Task details: Scan the listing for the word "SystemClock", and copy out each line where it is found.
(Listed entries Opens)
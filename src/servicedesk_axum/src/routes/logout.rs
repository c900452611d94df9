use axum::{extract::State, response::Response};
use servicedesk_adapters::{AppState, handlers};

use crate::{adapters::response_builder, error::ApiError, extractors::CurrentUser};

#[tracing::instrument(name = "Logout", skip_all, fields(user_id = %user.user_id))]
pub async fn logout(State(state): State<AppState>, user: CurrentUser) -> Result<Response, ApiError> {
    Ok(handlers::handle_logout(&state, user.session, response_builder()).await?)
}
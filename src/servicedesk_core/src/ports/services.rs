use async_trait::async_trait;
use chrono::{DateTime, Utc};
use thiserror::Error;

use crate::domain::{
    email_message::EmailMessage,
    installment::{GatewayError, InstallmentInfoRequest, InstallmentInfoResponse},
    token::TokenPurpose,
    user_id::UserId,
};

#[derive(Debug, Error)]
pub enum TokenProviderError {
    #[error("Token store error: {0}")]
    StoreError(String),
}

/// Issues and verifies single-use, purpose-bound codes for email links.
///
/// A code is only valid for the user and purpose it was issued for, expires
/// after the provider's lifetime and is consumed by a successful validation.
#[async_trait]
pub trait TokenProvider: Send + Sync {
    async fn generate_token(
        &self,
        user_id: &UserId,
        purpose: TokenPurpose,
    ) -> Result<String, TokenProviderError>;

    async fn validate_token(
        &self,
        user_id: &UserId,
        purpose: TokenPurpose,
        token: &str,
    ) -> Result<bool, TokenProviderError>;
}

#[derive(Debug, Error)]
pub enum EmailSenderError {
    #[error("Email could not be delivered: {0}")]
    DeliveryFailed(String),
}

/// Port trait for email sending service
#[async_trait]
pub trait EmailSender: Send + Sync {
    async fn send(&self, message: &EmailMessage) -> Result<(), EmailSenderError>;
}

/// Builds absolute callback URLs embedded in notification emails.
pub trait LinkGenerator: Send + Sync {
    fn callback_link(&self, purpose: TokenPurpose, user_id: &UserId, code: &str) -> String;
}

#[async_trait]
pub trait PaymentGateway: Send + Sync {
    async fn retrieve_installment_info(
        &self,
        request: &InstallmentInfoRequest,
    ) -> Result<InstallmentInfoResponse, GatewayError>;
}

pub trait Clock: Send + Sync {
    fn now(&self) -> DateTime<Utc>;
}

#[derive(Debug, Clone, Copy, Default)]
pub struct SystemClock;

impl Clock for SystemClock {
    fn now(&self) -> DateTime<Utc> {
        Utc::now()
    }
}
(Listed entries Closes)
Written reply:
pub struct SystemClock;
impl Clock for SystemClock {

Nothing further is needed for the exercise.